▶ Task item: Look through the material below. Copy each line that contains the string "Returns".

═══ Data for the task

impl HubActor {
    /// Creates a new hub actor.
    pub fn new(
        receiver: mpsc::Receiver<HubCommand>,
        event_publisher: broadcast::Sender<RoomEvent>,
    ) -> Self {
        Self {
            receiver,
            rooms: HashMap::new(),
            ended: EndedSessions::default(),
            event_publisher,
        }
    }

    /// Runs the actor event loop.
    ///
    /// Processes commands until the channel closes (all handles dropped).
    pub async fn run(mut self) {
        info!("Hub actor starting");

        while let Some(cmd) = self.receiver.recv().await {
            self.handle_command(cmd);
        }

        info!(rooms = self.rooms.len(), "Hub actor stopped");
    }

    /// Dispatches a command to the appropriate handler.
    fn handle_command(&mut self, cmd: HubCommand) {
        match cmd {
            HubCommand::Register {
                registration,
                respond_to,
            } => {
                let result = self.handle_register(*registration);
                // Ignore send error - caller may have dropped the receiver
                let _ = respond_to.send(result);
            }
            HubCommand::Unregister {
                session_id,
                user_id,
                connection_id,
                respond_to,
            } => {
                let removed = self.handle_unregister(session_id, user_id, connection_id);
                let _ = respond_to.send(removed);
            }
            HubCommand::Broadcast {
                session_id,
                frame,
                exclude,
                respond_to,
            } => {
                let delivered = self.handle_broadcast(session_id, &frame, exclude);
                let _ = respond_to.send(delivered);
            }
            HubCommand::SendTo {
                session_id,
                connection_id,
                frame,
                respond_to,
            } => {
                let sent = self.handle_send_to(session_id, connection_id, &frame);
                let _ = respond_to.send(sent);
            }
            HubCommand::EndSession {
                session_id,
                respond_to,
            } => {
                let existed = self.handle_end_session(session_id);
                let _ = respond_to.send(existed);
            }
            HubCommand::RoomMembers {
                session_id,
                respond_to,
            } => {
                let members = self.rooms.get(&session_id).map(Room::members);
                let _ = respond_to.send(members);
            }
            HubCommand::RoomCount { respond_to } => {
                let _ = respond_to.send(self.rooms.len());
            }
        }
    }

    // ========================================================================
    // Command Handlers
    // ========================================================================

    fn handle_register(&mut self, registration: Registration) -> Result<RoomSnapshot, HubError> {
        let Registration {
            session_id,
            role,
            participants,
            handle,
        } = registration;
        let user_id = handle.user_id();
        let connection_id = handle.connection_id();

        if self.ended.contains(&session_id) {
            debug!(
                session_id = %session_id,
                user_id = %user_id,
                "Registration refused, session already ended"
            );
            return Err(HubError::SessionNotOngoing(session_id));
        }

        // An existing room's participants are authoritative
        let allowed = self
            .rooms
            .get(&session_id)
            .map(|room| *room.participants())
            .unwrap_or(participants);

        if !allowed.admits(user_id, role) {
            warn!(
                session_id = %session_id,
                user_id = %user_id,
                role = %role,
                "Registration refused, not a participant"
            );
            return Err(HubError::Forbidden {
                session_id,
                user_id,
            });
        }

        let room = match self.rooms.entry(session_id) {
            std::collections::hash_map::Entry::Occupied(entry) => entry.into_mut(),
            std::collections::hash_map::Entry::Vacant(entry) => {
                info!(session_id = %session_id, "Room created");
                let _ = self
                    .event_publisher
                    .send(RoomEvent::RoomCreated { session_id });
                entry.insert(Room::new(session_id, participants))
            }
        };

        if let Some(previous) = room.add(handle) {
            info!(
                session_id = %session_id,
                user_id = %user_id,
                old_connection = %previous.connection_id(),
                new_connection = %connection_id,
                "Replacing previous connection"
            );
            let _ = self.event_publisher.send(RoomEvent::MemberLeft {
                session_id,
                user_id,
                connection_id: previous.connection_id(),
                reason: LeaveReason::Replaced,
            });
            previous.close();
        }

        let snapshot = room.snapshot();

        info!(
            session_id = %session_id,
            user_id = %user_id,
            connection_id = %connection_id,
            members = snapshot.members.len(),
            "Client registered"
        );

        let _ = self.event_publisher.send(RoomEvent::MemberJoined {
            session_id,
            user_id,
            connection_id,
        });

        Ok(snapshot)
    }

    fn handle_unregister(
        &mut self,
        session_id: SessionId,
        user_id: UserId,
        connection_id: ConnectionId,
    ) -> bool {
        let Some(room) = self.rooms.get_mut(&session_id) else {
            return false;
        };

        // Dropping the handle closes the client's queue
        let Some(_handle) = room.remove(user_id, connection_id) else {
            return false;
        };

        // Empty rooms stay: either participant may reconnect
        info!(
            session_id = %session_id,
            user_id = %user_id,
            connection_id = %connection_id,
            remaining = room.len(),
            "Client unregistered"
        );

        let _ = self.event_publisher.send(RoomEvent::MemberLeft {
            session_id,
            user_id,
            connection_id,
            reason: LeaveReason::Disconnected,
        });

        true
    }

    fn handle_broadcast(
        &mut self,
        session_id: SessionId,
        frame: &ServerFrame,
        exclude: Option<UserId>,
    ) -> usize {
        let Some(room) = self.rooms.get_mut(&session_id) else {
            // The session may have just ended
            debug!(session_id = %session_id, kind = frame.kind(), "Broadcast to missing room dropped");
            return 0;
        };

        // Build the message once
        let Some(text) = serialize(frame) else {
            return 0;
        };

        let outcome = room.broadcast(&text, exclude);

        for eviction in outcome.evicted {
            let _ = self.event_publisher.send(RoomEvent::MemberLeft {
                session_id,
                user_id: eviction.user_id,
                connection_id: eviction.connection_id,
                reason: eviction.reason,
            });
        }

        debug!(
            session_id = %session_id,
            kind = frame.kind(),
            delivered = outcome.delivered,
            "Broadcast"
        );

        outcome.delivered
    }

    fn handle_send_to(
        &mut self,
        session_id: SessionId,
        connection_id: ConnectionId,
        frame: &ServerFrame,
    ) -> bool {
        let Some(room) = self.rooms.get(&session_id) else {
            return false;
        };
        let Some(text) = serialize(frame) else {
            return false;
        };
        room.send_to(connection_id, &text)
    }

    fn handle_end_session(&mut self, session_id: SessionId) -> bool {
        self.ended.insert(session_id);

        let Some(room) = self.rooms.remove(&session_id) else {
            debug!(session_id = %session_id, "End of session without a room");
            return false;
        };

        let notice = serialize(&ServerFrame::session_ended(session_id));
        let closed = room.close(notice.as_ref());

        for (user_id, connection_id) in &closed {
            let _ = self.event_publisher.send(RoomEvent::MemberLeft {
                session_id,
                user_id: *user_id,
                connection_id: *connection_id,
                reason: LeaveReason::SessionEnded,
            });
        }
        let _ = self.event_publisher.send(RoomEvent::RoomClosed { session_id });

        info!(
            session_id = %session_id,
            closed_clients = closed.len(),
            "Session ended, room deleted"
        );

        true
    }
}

══════
═══ Data for the task

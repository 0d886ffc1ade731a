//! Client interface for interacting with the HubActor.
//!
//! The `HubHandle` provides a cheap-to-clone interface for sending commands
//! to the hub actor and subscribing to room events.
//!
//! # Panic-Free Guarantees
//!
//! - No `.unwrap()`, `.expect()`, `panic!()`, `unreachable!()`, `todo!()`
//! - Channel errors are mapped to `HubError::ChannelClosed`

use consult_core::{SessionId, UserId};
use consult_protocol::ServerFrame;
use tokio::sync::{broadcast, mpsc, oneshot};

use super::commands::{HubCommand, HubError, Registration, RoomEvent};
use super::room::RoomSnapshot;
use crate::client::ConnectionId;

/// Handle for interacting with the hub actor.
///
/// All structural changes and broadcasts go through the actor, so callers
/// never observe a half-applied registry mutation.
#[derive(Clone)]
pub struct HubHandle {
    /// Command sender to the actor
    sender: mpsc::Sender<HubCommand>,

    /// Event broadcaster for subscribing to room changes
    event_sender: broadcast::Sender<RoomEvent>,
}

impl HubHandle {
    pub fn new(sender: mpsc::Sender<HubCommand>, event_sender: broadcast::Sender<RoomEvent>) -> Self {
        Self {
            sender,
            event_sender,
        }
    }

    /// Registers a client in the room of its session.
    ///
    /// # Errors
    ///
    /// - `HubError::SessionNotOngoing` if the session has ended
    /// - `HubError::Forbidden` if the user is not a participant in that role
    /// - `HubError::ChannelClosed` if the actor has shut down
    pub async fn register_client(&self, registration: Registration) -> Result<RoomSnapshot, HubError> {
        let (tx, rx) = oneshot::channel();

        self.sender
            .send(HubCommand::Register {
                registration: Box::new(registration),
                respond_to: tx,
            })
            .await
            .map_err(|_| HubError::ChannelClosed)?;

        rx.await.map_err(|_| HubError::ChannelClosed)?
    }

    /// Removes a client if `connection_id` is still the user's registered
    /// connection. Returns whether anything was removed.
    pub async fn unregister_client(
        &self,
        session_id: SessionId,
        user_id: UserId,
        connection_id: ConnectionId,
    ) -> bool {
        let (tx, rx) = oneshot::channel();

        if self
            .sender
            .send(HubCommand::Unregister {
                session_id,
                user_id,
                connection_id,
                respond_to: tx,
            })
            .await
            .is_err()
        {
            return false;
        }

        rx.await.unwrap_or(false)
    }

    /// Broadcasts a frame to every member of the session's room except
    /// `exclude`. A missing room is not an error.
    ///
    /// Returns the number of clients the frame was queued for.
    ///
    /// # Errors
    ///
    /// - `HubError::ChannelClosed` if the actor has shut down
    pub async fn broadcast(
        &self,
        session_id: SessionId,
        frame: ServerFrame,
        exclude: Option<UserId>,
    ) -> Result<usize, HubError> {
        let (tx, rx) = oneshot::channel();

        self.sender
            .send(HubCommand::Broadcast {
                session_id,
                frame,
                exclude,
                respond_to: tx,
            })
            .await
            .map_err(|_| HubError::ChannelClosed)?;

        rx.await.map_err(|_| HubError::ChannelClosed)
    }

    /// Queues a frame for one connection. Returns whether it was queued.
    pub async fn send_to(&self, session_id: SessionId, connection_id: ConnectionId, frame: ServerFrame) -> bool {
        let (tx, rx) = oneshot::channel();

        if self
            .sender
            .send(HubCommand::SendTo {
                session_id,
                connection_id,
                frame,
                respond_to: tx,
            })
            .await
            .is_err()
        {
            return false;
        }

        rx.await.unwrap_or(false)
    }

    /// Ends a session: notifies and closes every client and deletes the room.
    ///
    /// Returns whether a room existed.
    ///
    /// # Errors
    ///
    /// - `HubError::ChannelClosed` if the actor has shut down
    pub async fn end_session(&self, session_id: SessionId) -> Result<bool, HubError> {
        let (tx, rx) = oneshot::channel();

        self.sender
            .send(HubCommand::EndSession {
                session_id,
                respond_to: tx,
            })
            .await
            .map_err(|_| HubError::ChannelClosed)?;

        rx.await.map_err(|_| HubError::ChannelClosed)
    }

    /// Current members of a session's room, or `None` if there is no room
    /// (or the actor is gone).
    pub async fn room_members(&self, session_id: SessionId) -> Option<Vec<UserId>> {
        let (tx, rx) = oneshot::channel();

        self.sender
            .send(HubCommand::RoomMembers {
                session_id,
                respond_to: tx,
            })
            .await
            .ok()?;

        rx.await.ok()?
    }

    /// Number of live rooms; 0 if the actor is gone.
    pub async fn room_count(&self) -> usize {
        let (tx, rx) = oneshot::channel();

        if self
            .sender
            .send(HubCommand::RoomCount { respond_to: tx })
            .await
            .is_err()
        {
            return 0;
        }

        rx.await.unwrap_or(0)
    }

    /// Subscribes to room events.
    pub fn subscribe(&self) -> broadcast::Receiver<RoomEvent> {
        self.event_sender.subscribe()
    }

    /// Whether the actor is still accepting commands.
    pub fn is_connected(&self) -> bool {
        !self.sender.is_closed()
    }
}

══════

▶ Written solution:
    /// connection. Returns whether anything was removed.
    /// Returns the number of clients the frame was queued for.
    /// Queues a frame for one connection. Returns whether it was queued.
    /// Returns whether a room existed.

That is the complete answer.